“Hahahaha. Ketemu lagi. Masih serba rasional?”
Raisa mendadak kesal. Setahun tak jumpa, kelakuan tengilnya tak juga musnah. Sialan!
“Kamu sejujurnya lebih manis kalau sedang tersinggung. Ketersinggungan rasional membuatmu lebih manis dipandang. Wakakaka,” sindir S Aji sesudah menambat perahunya di tiang dermaga.
Tetiba saja Raisa merasa mereka sedang berada di perpustakaan kampus. Perdebatannya dengan Maudy kembali terbayang.
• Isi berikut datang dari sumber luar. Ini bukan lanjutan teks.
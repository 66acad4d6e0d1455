//! Batch checks over many policy pairs.

use std::path::Path;
use std::process::ExitCode;

use anyhow::{Result, bail};
use netpol_compat::{BatchSummary, PairReport, PeerMatching, PolicyPair, evaluate_batch};
use serde::Serialize;

use crate::style::{SemanticStyle, print_batch_table, print_failure, print_success};

#[derive(Serialize)]
struct BatchOutput<'a> {
    summary: BatchSummary,
    reports: &'a [PairReport],
}

pub fn run(
    project: &Path,
    dir: Option<&Path>,
    pairs: Vec<PolicyPair>,
    json: bool,
    sequential: bool,
    peer_matching: Option<PeerMatching>,
) -> Result<ExitCode> {
    let config = super::load_config(project)?;

    let pairs: Vec<PolicyPair> = config.batch.pairs.iter().cloned().chain(pairs).collect();
    if pairs.is_empty() {
        bail!(
            "no policy pairs to check: pass --pair INGRESS=EGRESS or add [[batch.pairs]] to {}",
            project.join("netpol-compat.toml").display()
        );
    }

    let mut options = config.batch_options();
    if sequential {
        options.parallel = false;
    }
    if let Some(peer_matching) = peer_matching {
        options.evaluation = options.evaluation.with_peer_matching(peer_matching);
    }

    let source = super::policy_source(&config, dir);
    let reports = evaluate_batch(&source, &pairs, &options);
    let summary = BatchSummary::from_reports(&reports);

    if super::wants_json(&config, json) {
        let output = BatchOutput {
            summary,
            reports: &reports,
        };
        println!("{}", serde_json::to_string_pretty(&output)?);
    } else {
        print_batch_table(&reports);
        let line = format!(
            "{} pairs: {} compatible, {} breaking, {} errors",
            summary.total, summary.compatible, summary.breaking, summary.errors
        );
        if summary.is_clean() {
            print_success(&line);
        } else {
            print_failure(&line.warning());
        }
    }

    Ok(if summary.is_clean() {
        ExitCode::from(super::EXIT_COMPATIBLE)
    } else {
        ExitCode::from(super::EXIT_BREAKS)
    })
}
//! Policy model.
//!
//! A [`Policy`] is the in-memory form of a Kubernetes `NetworkPolicy`
//! reduced to what compatibility checking needs: the subject pod selector,
//! the ingress and egress rules, and the declared policy types. Policies are
//! built once by a loader and only ever read afterwards.

use std::collections::BTreeMap;
use std::fmt;
use std::str::FromStr;

use serde::{Deserialize, Serialize};

// ============================================================================
// Labels
// ============================================================================

/// Exact-match label selector (`matchLabels`).
///
/// A `BTreeMap` keeps iteration lexicographic, so merges and overlap
/// witnesses are reproducible across runs.
pub type LabelMap = BTreeMap<String, String>;

/// Builds a [`LabelMap`] from `(key, value)` pairs.
pub fn label_map<I, K, V>(pairs: I) -> LabelMap
where
    I: IntoIterator<Item = (K, V)>,
    K: Into<String>,
    V: Into<String>,
{
    pairs
        .into_iter()
        .map(|(k, v)| (k.into(), v.into()))
        .collect()
}

/// A single `key=value` label.
#[derive(Debug, Clone, PartialEq, Eq, PartialOrd, Ord, Hash, Serialize, Deserialize)]
pub struct LabelPair {
    pub key: String,
    pub value: String,
}

impl LabelPair {
    pub fn new(key: impl Into<String>, value: impl Into<String>) -> Self {
        Self {
            key: key.into(),
            value: value.into(),
        }
    }
}

impl fmt::Display for LabelPair {
    fn fmt(&self, f: &mut fmt::Formatter<'_>) -> fmt::Result {
        write!(f, "{}={}", self.key, self.value)
    }
}

// ============================================================================
// Ports
// ============================================================================

/// Transport protocol of a port constraint.
#[derive(Debug, Clone, Copy, PartialEq, Eq, PartialOrd, Ord, Hash, Serialize, Deserialize)]
#[serde(rename_all = "UPPERCASE")]
pub enum Protocol {
    Tcp,
    Udp,
    Sctp,
}

impl Protocol {
    /// Wire name as written in manifests.
    pub fn as_str(self) -> &'static str {
        match self {
            Self::Tcp => "TCP",
            Self::Udp => "UDP",
            Self::Sctp => "SCTP",
        }
    }
}

impl Default for Protocol {
    /// Kubernetes defaults an omitted protocol to TCP.
    fn default() -> Self {
        Self::Tcp
    }
}

impl fmt::Display for Protocol {
    fn fmt(&self, f: &mut fmt::Formatter<'_>) -> fmt::Result {
        f.write_str(self.as_str())
    }
}

/// Error returned when a protocol name is not one of TCP/UDP/SCTP.
#[derive(Debug, Clone, PartialEq, Eq, thiserror::Error)]
#[error("unknown protocol '{0}' (expected TCP, UDP or SCTP)")]
pub struct UnknownProtocol(pub String);

impl FromStr for Protocol {
    type Err = UnknownProtocol;

    fn from_str(s: &str) -> Result<Self, Self::Err> {
        match s {
            "TCP" => Ok(Self::Tcp),
            "UDP" => Ok(Self::Udp),
            "SCTP" => Ok(Self::Sctp),
            other => Err(UnknownProtocol(other.to_string())),
        }
    }
}

/// A port as declared in a rule: a number (`"80"`) or a named port (`"http"`).
///
/// Ports are compared textually; `"80"` and `"http"` are different ports even
/// if a container happens to name port 80 `http`.
#[derive(Debug, Clone, PartialEq, Eq, PartialOrd, Ord, Hash, Serialize, Deserialize)]
#[serde(transparent)]
pub struct PortSpec(String);

impl PortSpec {
    pub fn new(port: impl Into<String>) -> Self {
        Self(port.into())
    }

    pub fn as_str(&self) -> &str {
        &self.0
    }
}

impl From<u16> for PortSpec {
    fn from(port: u16) -> Self {
        Self(port.to_string())
    }
}

impl From<&str> for PortSpec {
    fn from(port: &str) -> Self {
        Self(port.to_string())
    }
}

impl fmt::Display for PortSpec {
    fn fmt(&self, f: &mut fmt::Formatter<'_>) -> fmt::Result {
        f.write_str(&self.0)
    }
}

/// A `(protocol, port)` pair permitted by a rule.
#[derive(Debug, Clone, PartialEq, Eq, Hash, Serialize, Deserialize)]
pub struct PortConstraint {
    pub protocol: Protocol,
    pub port: PortSpec,
}

impl PortConstraint {
    pub fn new(protocol: Protocol, port: impl Into<PortSpec>) -> Self {
        Self {
            protocol,
            port: port.into(),
        }
    }
}

// ============================================================================
// Rules
// ============================================================================

/// Traffic direction of a rule, also used for `policyTypes`.
#[derive(Debug, Clone, Copy, PartialEq, Eq, PartialOrd, Ord, Hash, Serialize, Deserialize)]
pub enum Direction {
    Ingress,
    Egress,
}

impl fmt::Display for Direction {
    fn fmt(&self, f: &mut fmt::Formatter<'_>) -> fmt::Result {
        match self {
            Self::Ingress => f.write_str("Ingress"),
            Self::Egress => f.write_str("Egress"),
        }
    }
}

/// A traffic counterpart.
///
/// `None` on either axis means "unrestricted on that axis", which is not the
/// same as `Some` of an empty map. A peer with neither selector (for example
/// an `ipBlock` peer) takes no part in selector aggregation.
#[derive(Debug, Clone, Default, PartialEq, Eq, Serialize, Deserialize)]
pub struct Peer {
    pub pod_selector: Option<LabelMap>,
    pub namespace_selector: Option<LabelMap>,
}

impl Peer {
    /// A peer selecting pods by label.
    pub fn pods(labels: LabelMap) -> Self {
        Self {
            pod_selector: Some(labels),
            namespace_selector: None,
        }
    }

    /// A peer selecting namespaces by label.
    pub fn namespaces(labels: LabelMap) -> Self {
        Self {
            pod_selector: None,
            namespace_selector: Some(labels),
        }
    }

    pub fn with_namespace_selector(mut self, labels: LabelMap) -> Self {
        self.namespace_selector = Some(labels);
        self
    }

    pub fn with_pod_selector(mut self, labels: LabelMap) -> Self {
        self.pod_selector = Some(labels);
        self
    }
}

/// An ingress (`from`) or egress (`to`) rule.
#[derive(Debug, Clone, PartialEq, Eq, Serialize, Deserialize)]
pub struct Rule {
    pub direction: Direction,
    pub peers: Vec<Peer>,
    pub ports: Vec<PortConstraint>,
}

impl Rule {
    pub fn new(direction: Direction) -> Self {
        Self {
            direction,
            peers: Vec::new(),
            ports: Vec::new(),
        }
    }

    pub fn ingress() -> Self {
        Self::new(Direction::Ingress)
    }

    pub fn egress() -> Self {
        Self::new(Direction::Egress)
    }

    pub fn with_peer(mut self, peer: Peer) -> Self {
        self.peers.push(peer);
        self
    }

    pub fn with_port(mut self, protocol: Protocol, port: impl Into<PortSpec>) -> Self {
        self.ports.push(PortConstraint::new(protocol, port));
        self
    }
}

// ============================================================================
// Policy
// ============================================================================

/// A network access policy.
#[derive(Debug, Clone, PartialEq, Eq, Serialize, Deserialize)]
pub struct Policy {
    pub name: String,
    pub namespace: Option<String>,
    /// Subject selector: the pods this policy governs. Empty selects all pods.
    pub pod_selector: LabelMap,
    pub ingress: Vec<Rule>,
    pub egress: Vec<Rule>,
    /// Declared `policyTypes`. Empty means the manifest did not declare any.
    pub policy_types: Vec<Direction>,
}

impl Policy {
    pub fn new(name: impl Into<String>) -> Self {
        Self {
            name: name.into(),
            namespace: None,
            pod_selector: LabelMap::new(),
            ingress: Vec::new(),
            egress: Vec::new(),
            policy_types: Vec::new(),
        }
    }

    pub fn with_pod_selector(mut self, labels: LabelMap) -> Self {
        self.pod_selector = labels;
        self
    }

    /// Appends an ingress rule, retagging it as ingress.
    pub fn with_ingress_rule(mut self, mut rule: Rule) -> Self {
        rule.direction = Direction::Ingress;
        self.ingress.push(rule);
        self
    }

    /// Appends an egress rule, retagging it as egress.
    pub fn with_egress_rule(mut self, mut rule: Rule) -> Self {
        rule.direction = Direction::Egress;
        self.egress.push(rule);
        self
    }

    pub fn with_policy_types(mut self, types: impl IntoIterator<Item = Direction>) -> Self {
        self.policy_types = types.into_iter().collect();
        self
    }

    /// Rules for one direction.
    pub fn rules(&self, direction: Direction) -> &[Rule] {
        match direction {
            Direction::Ingress => &self.ingress,
            Direction::Egress => &self.egress,
        }
    }

    /// Policy types in effect.
    ///
    /// When none are declared Kubernetes assumes `Ingress`, plus `Egress` if
    /// the policy has any egress rule.
    pub fn effective_policy_types(&self) -> Vec<Direction> {
        if !self.policy_types.is_empty() {
            let mut types = self.policy_types.clone();
            types.sort();
            types.dedup();
            return types;
        }

        let mut types = vec![Direction::Ingress];
        if !self.egress.is_empty() {
            types.push(Direction::Egress);
        }
        types
    }

    pub fn has_ingress_policy(&self) -> bool {
        self.effective_policy_types().contains(&Direction::Ingress)
    }

    pub fn has_egress_policy(&self) -> bool {
        self.effective_policy_types().contains(&Direction::Egress)
    }
}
Ia lalu diingatkan pembelaan dirinya sendiri: aku tidak jatuh cinta. Aku hanya tidak bisa menjelaskan sensasi yang berkembang dari kehadiran rasa tertentu. Sesederhana itu kok.
“Woooi, kenapa diam saja? Sedang menafsir mengapa kita berjumpa lagi sesudah setahun tak ada kabar? Sedang memikirkan hukum-hukum logis dari pertemuan ini?” ledek S Aji lagi. Kampret betul orang ini, setahun tidak ketemu ternyata lebih tengil, maki Raisa lagi dalam hatinya.
“Ngapain kamu disini?” tanya dingin Raisa setelah mengendalikan emosinya. Setelah merasa kembali rasional.
“Aku? Aku datang untuk menyerang sikap rasionalmu, seperti biasa. Huahahaha.”
“Dasar gilaaa!”
“Kau tidak rindu padaku?”
“Apaaaa? Kamu sakit, Ji. Asli sakit. Baru ketemu terus nanya kangen. Emang kamu siapa?” serang Raisa balik.
“Lhooo, selow Manis. Tetap dingin dan berjarak...Weeekkkss,” ledek S Aji lagi sembari julurkan lidahnya.